Leeds United F.C. first played European football with their appearance in the 1965–66 Inter-Cities Fairs Cup, a competition which they have won twice. Their first European Cup/Champions League appearance came in 1969–70. Leeds' first and last appearance in the Cup Winners' Cup came in 1972–73.

Summary 
The club's debut in European competitions came in the 1965–66 season in the Inter-Cities Fairs Cup, which they competed in for three consecutive seasons before winning the trophy in the 1967–68 season.

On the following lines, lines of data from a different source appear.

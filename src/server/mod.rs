//! Master bootstrap and lifecycle.
//!
//! [`Server::start`] wires the metadata store, the state machine, the
//! consensus partition and the domain subsystems together and serves the
//! management API. Each step only runs after the previous one succeeded; a
//! failure tears down what was already started.

pub mod api;
pub mod cluster;
pub mod command;
pub mod coordinator;
pub mod user;

use std::net::SocketAddr;
use std::sync::Arc;
use std::sync::atomic::{AtomicBool, Ordering};

use parking_lot::Mutex;
use tokio::net::TcpListener;
use tokio::sync::watch;
use tokio::task::JoinHandle;
use tokio_stream::wrappers::TcpListenerStream;

use crate::common::{ClusterConfig, Error, RawConfig, Result};
use crate::metadata::MetadataFsm;
use crate::metadata::raft::raft_store::{GROUP_ID, Partition, PartitionConfig, RaftStore};
use crate::metadata::rocks::{LRU_CACHE_SIZE, RocksDbStore, WRITE_BUFFER_SIZE};

use self::api::MasterApiService;
use self::cluster::Cluster;
use self::command::CommandRouter;
use self::coordinator::Coordinator;
use self::user::UserManager;

pub struct Server {
    config: ClusterConfig,
    sm: Arc<MetadataFsm>,
    raft_store: RaftStore,
    partition: Partition,
    coordinator: Arc<Coordinator>,
    cluster: Arc<Cluster>,
    users: Arc<UserManager>,
    api_addr: SocketAddr,
    api_shutdown: watch::Sender<bool>,
    api_task: Mutex<Option<JoinHandle<()>>>,
    stopped: AtomicBool,
    done: watch::Sender<bool>,
}

impl Server {
    pub async fn start(raw: &RawConfig) -> Result<Self> {
        let config = ClusterConfig::validate(raw)?;
        tracing::info!(
            "starting master {} of cluster {}",
            config.node_id,
            config.cluster_name
        );

        let store = RocksDbStore::open(&config.store_dir, LRU_CACHE_SIZE, WRITE_BUFFER_SIZE)?;
        let sm = Arc::new(MetadataFsm::new(store, config.retain_logs));
        let coordinator = Arc::new(Coordinator::new(config.node_id, &config.peers));
        sm.register_leader_change_handler(coordinator.clone())?;
        sm.register_peer_change_handler(coordinator.clone())?;
        sm.register_apply_snapshot_handler(coordinator.clone())?;
        sm.register_user_command_handler(Arc::new(CommandRouter))?;
        let applied = sm.restore()?;

        let raft_store = match RaftStore::new(&config).await {
            Ok(rs) => rs,
            Err(e) => {
                close_quietly(&sm);
                return Err(e);
            }
        };
        let partition = match raft_store.create_partition(PartitionConfig {
            id: GROUP_ID,
            peers: config.peers.clone(),
            applied,
            sm: sm.clone(),
        }) {
            Ok(p) => p,
            Err(e) => {
                teardown(&raft_store, None, &sm).await;
                return Err(e);
            }
        };
        match partition.wait_for_leader(config.startup_timeout).await {
            Ok(status) => tracing::info!(
                "metadata partition {} has leader {} at term {}",
                GROUP_ID,
                status.leader_id,
                status.term
            ),
            Err(e) => {
                teardown(&raft_store, Some(&partition), &sm).await;
                return Err(e);
            }
        }

        let cluster = Arc::new(Cluster::new(
            config.cluster_name.clone(),
            config.policy.clone(),
            sm.clone(),
            partition.clone(),
        ));
        let users = Arc::new(UserManager::new(sm.clone(), partition.clone()));
        coordinator.attach_cluster(&cluster)?;

        let listener = match TcpListener::bind(config.api_addr()).await {
            Ok(l) => l,
            Err(e) => {
                cluster.join_scheduling().await;
                teardown(&raft_store, Some(&partition), &sm).await;
                return Err(Error::Io(e));
            }
        };
        let api_addr = listener.local_addr()?;
        let (api_shutdown, mut shutdown_rx) = watch::channel(false);
        let svc = MasterApiService::new(
            coordinator.clone(),
            cluster.clone(),
            users.clone(),
            partition.clone(),
        )
        .into_server();
        let api_task = tokio::spawn(async move {
            let res = tonic::transport::Server::builder()
                .add_service(svc)
                .serve_with_incoming_shutdown(TcpListenerStream::new(listener), async move {
                    let _ = shutdown_rx.changed().await;
                })
                .await;
            if let Err(e) = res {
                tracing::error!("management api stopped: {}", e);
            }
        });
        tracing::info!("management api listening on {}", api_addr);

        let (done, _) = watch::channel(false);
        Ok(Self {
            config,
            sm,
            raft_store,
            partition,
            coordinator,
            cluster,
            users,
            api_addr,
            api_shutdown,
            api_task: Mutex::new(Some(api_task)),
            stopped: AtomicBool::new(false),
            done,
        })
    }

    /// Stop everything in reverse start order. Later calls are no-ops.
    pub async fn shutdown(&self) {
        if self.stopped.swap(true, Ordering::SeqCst) {
            return;
        }
        tracing::info!("shutting down master {}", self.config.node_id);

        let _ = self.api_shutdown.send(true);
        let api_task = self.api_task.lock().take();
        if let Some(task) = api_task {
            let _ = task.await;
        }
        self.cluster.join_scheduling().await;
        teardown(&self.raft_store, Some(&self.partition), &self.sm).await;

        let _ = self.done.send(true);
        tracing::info!("master {} stopped", self.config.node_id);
    }

    /// Resolves after [`Server::shutdown`] or when the consensus loop dies.
    pub async fn sync(&self) {
        let mut done = self.done.subscribe();
        tokio::select! {
            _ = async { let _ = done.wait_for(|d| *d).await; } => {}
            _ = self.partition.exited() => {
                if !self.stopped.load(Ordering::SeqCst) {
                    tracing::error!("metadata partition {} exited unexpectedly", GROUP_ID);
                }
            }
        }
    }

    pub fn config(&self) -> &ClusterConfig {
        &self.config
    }

    /// Address the management API actually listens on.
    pub fn api_addr(&self) -> SocketAddr {
        self.api_addr
    }

    pub fn state_machine(&self) -> &Arc<MetadataFsm> {
        &self.sm
    }

    pub fn partition(&self) -> &Partition {
        &self.partition
    }

    pub fn coordinator(&self) -> &Arc<Coordinator> {
        &self.coordinator
    }

    pub fn cluster(&self) -> &Arc<Cluster> {
        &self.cluster
    }

    pub fn users(&self) -> &Arc<UserManager> {
        &self.users
    }
}

async fn teardown(raft_store: &RaftStore, partition: Option<&Partition>, sm: &MetadataFsm) {
    if let Some(partition) = partition {
        if let Err(e) = partition.stop().await {
            tracing::warn!("stop partition {}: {}", partition.group_id(), e);
        }
    }
    raft_store.stop().await;
    close_quietly(sm);
}

fn close_quietly(sm: &MetadataFsm) {
    if let Err(e) = sm.close() {
        tracing::warn!("close state machine: {}", e);
    }
}
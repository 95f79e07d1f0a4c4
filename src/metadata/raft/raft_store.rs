//! Consensus partition binding.
//!
//! [`RaftStore`] owns the raft listeners of this process and creates
//! replication groups on top of them. [`Partition`] is the handle through
//! which domain logic proposes commands and membership changes.

use parking_lot::Mutex;
use raft::default_logger;
use raft::prelude::{ConfChange, ConfChangeType, ConfState, Config};
use raft::RawNode;
use std::collections::HashSet;
use std::net::{IpAddr, SocketAddr};
use std::path::PathBuf;
use std::sync::Arc;
use std::time::Duration;
use tokio::net::TcpListener;
use tokio::sync::{mpsc, oneshot, watch};
use tokio::task::JoinHandle;
use tokio_stream::wrappers::TcpListenerStream;
use tonic::transport::Server;

use crate::common::{ClusterConfig, Error, PeerAddr, Result};
use crate::master::MetaCmd;
use crate::master::raft_transport_server::RaftTransportServer;
use crate::metadata::fsm::MetadataFsm;
use crate::metadata::raft::cluster::{RaftClusterState, RaftStatus};
use crate::metadata::raft::raft_node::{Proposal, RaftInbox, RaftNode};
use crate::metadata::raft::raft_transport::{
    GrpcTransport, MAX_RAFT_PACKET, PeerStore, RaftService, TransportConfig,
};
use crate::metadata::raft::rocks_store::{PartitionStorage, RaftLogStore};

/// Group id of the metadata partition.
pub const GROUP_ID: u64 = 1;

const PROPOSAL_QUEUE_DEPTH: usize = 1024;

/// What a replication group needs to start.
pub struct PartitionConfig {
    pub id: u64,
    pub peers: Vec<PeerAddr>,
    /// Resume point: last entry the state machine has incorporated.
    pub applied: u64,
    pub sm: Arc<MetadataFsm>,
}

/// Process-wide consensus engine: raft listeners plus the groups bound to them.
pub struct RaftStore {
    node_id: u64,
    wal_dir: PathBuf,
    tick_interval: Duration,
    election_tick: usize,
    recv_buf_size: usize,
    transport: TransportConfig,
    service: RaftService,
    shutdown_tx: watch::Sender<bool>,
    servers: Mutex<Vec<JoinHandle<()>>>,
}

impl RaftStore {
    /// Create the WAL root and bind the heartbeat and replica listeners.
    pub async fn new(cfg: &ClusterConfig) -> Result<Self> {
        std::fs::create_dir_all(&cfg.wal_dir).map_err(|e| {
            Error::ConsensusInit(format!("create wal dir {}: {e}", cfg.wal_dir.display()))
        })?;

        let service = RaftService::new();
        let (shutdown_tx, _) = watch::channel(false);
        let mut servers = Vec::new();
        for port in [cfg.heartbeat_port, cfg.replica_port] {
            let ip: IpAddr = cfg
                .ip
                .parse()
                .map_err(|e| Error::ConsensusInit(format!("raft listen {}:{port}: {e}", cfg.ip)))?;
            let addr = SocketAddr::new(ip, port);
            let listener = TcpListener::bind(addr)
                .await
                .map_err(|e| Error::ConsensusInit(format!("bind raft port {addr}: {e}")))?;
            tracing::info!("raft listening on {}", addr);
            let mut shutdown_rx = shutdown_tx.subscribe();
            let svc = RaftTransportServer::new(service.clone())
                .max_decoding_message_size(MAX_RAFT_PACKET);
            servers.push(tokio::spawn(async move {
                let res = Server::builder()
                    .add_service(svc)
                    .serve_with_incoming_shutdown(TcpListenerStream::new(listener), async move {
                        let _ = shutdown_rx.changed().await;
                    })
                    .await;
                if let Err(e) = res {
                    tracing::error!("raft listener {} stopped: {}", addr, e);
                }
            }));
        }

        Ok(Self {
            node_id: cfg.node_id,
            wal_dir: cfg.wal_dir.clone(),
            tick_interval: cfg.tick_interval,
            election_tick: cfg.election_tick,
            recv_buf_size: cfg.raft_recv_buf_size,
            transport: TransportConfig {
                group_id: GROUP_ID,
                heartbeat_port: cfg.heartbeat_port,
                replica_port: cfg.replica_port,
                connect_timeout: cfg.tick_interval * 2,
            },
            service,
            shutdown_tx,
            servers: Mutex::new(servers),
        })
    }

    pub fn node_id(&self) -> u64 {
        self.node_id
    }

    /// Start the raft loop of a new replication group.
    pub fn create_partition(&self, pc: PartitionConfig) -> Result<Partition> {
        validate_peers(self.node_id, &pc.peers)?;
        if self.service.contains(pc.id) {
            return Err(Error::ConsensusInit(format!("group {} already exists", pc.id)));
        }

        let log = RaftLogStore::open(self.wal_dir.join(format!("group_{}", pc.id)))
            .map_err(|e| Error::ConsensusInit(format!("{e:#}")))?;
        seed_voters(&log, &pc.peers)?;

        let hs = log
            .load_hard_state()
            .map_err(|e| Error::ConsensusInit(format!("{e:#}")))?
            .unwrap_or_default();
        let first = log
            .first_index_inner()
            .map_err(|e| Error::ConsensusInit(format!("{e:#}")))?;
        if pc.applied + 1 < first {
            return Err(Error::ConsensusInit(format!(
                "state machine at {} is behind the raft log start {}",
                pc.applied, first
            )));
        }
        // Entries past the persisted commit are replayed; apply skips them.
        let applied = pc.applied.min(hs.commit);

        let raft_cfg = Config {
            id: self.node_id,
            election_tick: self.election_tick,
            heartbeat_tick: 1,
            applied,
            max_size_per_msg: 1024 * 1024,
            max_inflight_msgs: 256,
            check_quorum: true,
            pre_vote: true,
            ..Default::default()
        };
        raft_cfg
            .validate()
            .map_err(|e| Error::ConsensusInit(format!("raft config: {e}")))?;

        let storage = PartitionStorage::new(log, pc.sm.clone());
        let logger = default_logger();
        let rn = RawNode::new(&raft_cfg, storage, &logger)
            .map_err(|e| Error::ConsensusInit(format!("RawNode::new: {e}")))?;

        let (net_tx, net_rx) = mpsc::channel(self.recv_buf_size);
        let (prop_tx, prop_rx) = mpsc::channel(PROPOSAL_QUEUE_DEPTH);
        let (report_tx, report_rx) = mpsc::unbounded_channel();
        let (stop_tx, stop_rx) = watch::channel(false);
        let (exited_tx, exited_rx) = watch::channel(false);

        if !self.service.register(pc.id, net_tx.clone()) {
            return Err(Error::ConsensusInit(format!("group {} already exists", pc.id)));
        }

        let peers = PeerStore::new(pc.peers.iter().map(|p| (p.id, p.host.clone())).collect());
        let transport = GrpcTransport::new(
            self.node_id,
            TransportConfig {
                group_id: pc.id,
                ..self.transport.clone()
            },
            peers,
            net_tx,
            report_tx,
        );
        let state = Arc::new(RaftClusterState::new(self.node_id));
        let node = RaftNode::new(rn, pc.sm.clone(), transport, state.clone(), self.tick_interval);
        let inbox = RaftInbox {
            net_rx,
            prop_rx,
            report_rx,
            stop_rx,
        };

        let group_id = pc.id;
        let service = self.service.clone();
        let task = tokio::spawn(async move {
            let res = node.run(inbox).await;
            service.unregister(group_id);
            if let Err(e) = &res {
                tracing::error!("raft loop of group {} exited: {}", group_id, e);
            }
            let _ = exited_tx.send(true);
            res
        });

        tracing::info!(
            "created partition {} with peers {:?}, resuming after {}",
            group_id,
            pc.peers.iter().map(|p| p.id).collect::<Vec<_>>(),
            applied
        );
        Ok(Partition {
            inner: Arc::new(PartitionInner {
                group_id,
                node_id: self.node_id,
                prop_tx,
                state,
                sm: pc.sm,
                stop_tx,
                exited_rx,
                task: Mutex::new(Some(task)),
            }),
        })
    }

    /// Stop the raft listeners. Partitions are stopped through their handles.
    pub async fn stop(&self) {
        let _ = self.shutdown_tx.send(true);
        let servers: Vec<_> = self.servers.lock().drain(..).collect();
        for s in servers {
            let _ = s.await;
        }
    }
}

fn validate_peers(node_id: u64, peers: &[PeerAddr]) -> Result<()> {
    if peers.is_empty() {
        return Err(Error::ConsensusInit("empty peer set".into()));
    }
    let mut seen = HashSet::new();
    for p in peers {
        if p.id == 0 || !seen.insert(p.id) {
            return Err(Error::ConsensusInit(format!("malformed peer set at id {}", p.id)));
        }
    }
    if !seen.contains(&node_id) {
        return Err(Error::ConsensusInit(format!(
            "local node {node_id} is not in the peer set"
        )));
    }
    Ok(())
}

/// First boot: the configured peers form the initial voter set.
fn seed_voters(log: &RaftLogStore, peers: &[PeerAddr]) -> Result<()> {
    let existing = log
        .load_conf_state()
        .map_err(|e| Error::ConsensusInit(format!("{e:#}")))?;
    if existing.is_some_and(|cs| !cs.voters.is_empty()) {
        return Ok(());
    }
    let mut cs = ConfState::default();
    cs.voters = peers.iter().map(|p| p.id).collect();
    tracing::debug!("bootstrap: ConfState voters = {:?}", cs.voters);
    log.set_conf_state(&cs)
        .map_err(|e| Error::ConsensusInit(format!("{e:#}")))
}

struct PartitionInner {
    group_id: u64,
    node_id: u64,
    prop_tx: mpsc::Sender<Proposal>,
    state: Arc<RaftClusterState>,
    sm: Arc<MetadataFsm>,
    stop_tx: watch::Sender<bool>,
    exited_rx: watch::Receiver<bool>,
    task: Mutex<Option<JoinHandle<Result<()>>>>,
}

/// Cloneable handle to a running replication group.
#[derive(Clone)]
pub struct Partition {
    inner: Arc<PartitionInner>,
}

impl Partition {
    pub fn group_id(&self) -> u64 {
        self.inner.group_id
    }

    pub fn node_id(&self) -> u64 {
        self.inner.node_id
    }

    pub fn applied_index(&self) -> u64 {
        self.inner.sm.applied_index()
    }

    pub fn status(&self) -> RaftStatus {
        self.inner.state.get()
    }

    pub fn is_leader(&self) -> bool {
        self.inner.state.is_leader()
    }

    /// Propose `cmd` and wait for the apply result of that very entry.
    pub async fn submit(&self, cmd: &MetaCmd) -> Result<Vec<u8>> {
        if !self.is_leader() {
            return Err(Error::NotLeader { leader: None });
        }
        let (reply, rx) = oneshot::channel();
        let data = prost::Message::encode_to_vec(cmd);
        self.inner
            .prop_tx
            .send(Proposal::Command { data, reply })
            .await
            .map_err(|_| Error::Closed)?;
        rx.await.map_err(|_| Error::Closed)?
    }

    /// Propose adding or removing a voter; `addr` is its management address.
    pub async fn change_member(&self, kind: ConfChangeType, id: u64, addr: &str) -> Result<()> {
        if !self.is_leader() {
            return Err(Error::NotLeader { leader: None });
        }
        let mut change = ConfChange::default();
        change.set_change_type(kind);
        change.node_id = id;
        change.context = addr.as_bytes().to_vec().into();
        let (reply, rx) = oneshot::channel();
        self.inner
            .prop_tx
            .send(Proposal::Member { change, reply })
            .await
            .map_err(|_| Error::Closed)?;
        rx.await.map_err(|_| Error::Closed)?
    }

    /// `ConsensusInit` when no leader shows up within `timeout`.
    pub async fn wait_for_leader(&self, timeout: Duration) -> Result<RaftStatus> {
        if self.inner.state.wait_for_leader(timeout).await {
            Ok(self.status())
        } else {
            Err(Error::ConsensusInit(format!(
                "no leader elected for group {} within {:?}",
                self.inner.group_id, timeout
            )))
        }
    }

    /// Resolves once the raft loop has exited for any reason.
    pub async fn exited(&self) {
        let mut rx = self.inner.exited_rx.clone();
        let _ = rx.wait_for(|done| *done).await;
    }

    pub async fn stop(&self) -> Result<()> {
        let _ = self.inner.stop_tx.send(true);
        let task = self.inner.task.lock().take();
        match task {
            Some(handle) => handle
                .await
                .map_err(|e| Error::Internal(format!("raft loop panicked: {e}")))?,
            None => Ok(()),
        }
    }
}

They had been on the losing side in the same competition a year previously, and won it again in 1970–71, the final season of its existence before it was effectively replaced by the new UEFA Cup.

The club reached a further two European finals during the 1970s; the European Cup Winners' Cup final in 1973 and the European Cup final in 1975. However, they were beaten on both occasions. Their venture into the 1979–80 UEFA Cup would be their last in European competitions for more than a decade; it ended in the second round.

European competitions then became effectively out of the question for Leeds, who were relegated to the Second Division in 1982 and did not win promotion until 1990. League title glory in 1992 sealed their return to Europe after more than a decade as England's representatives in the European Cup, where they were eliminated in the second round by Scottish champions Rangers.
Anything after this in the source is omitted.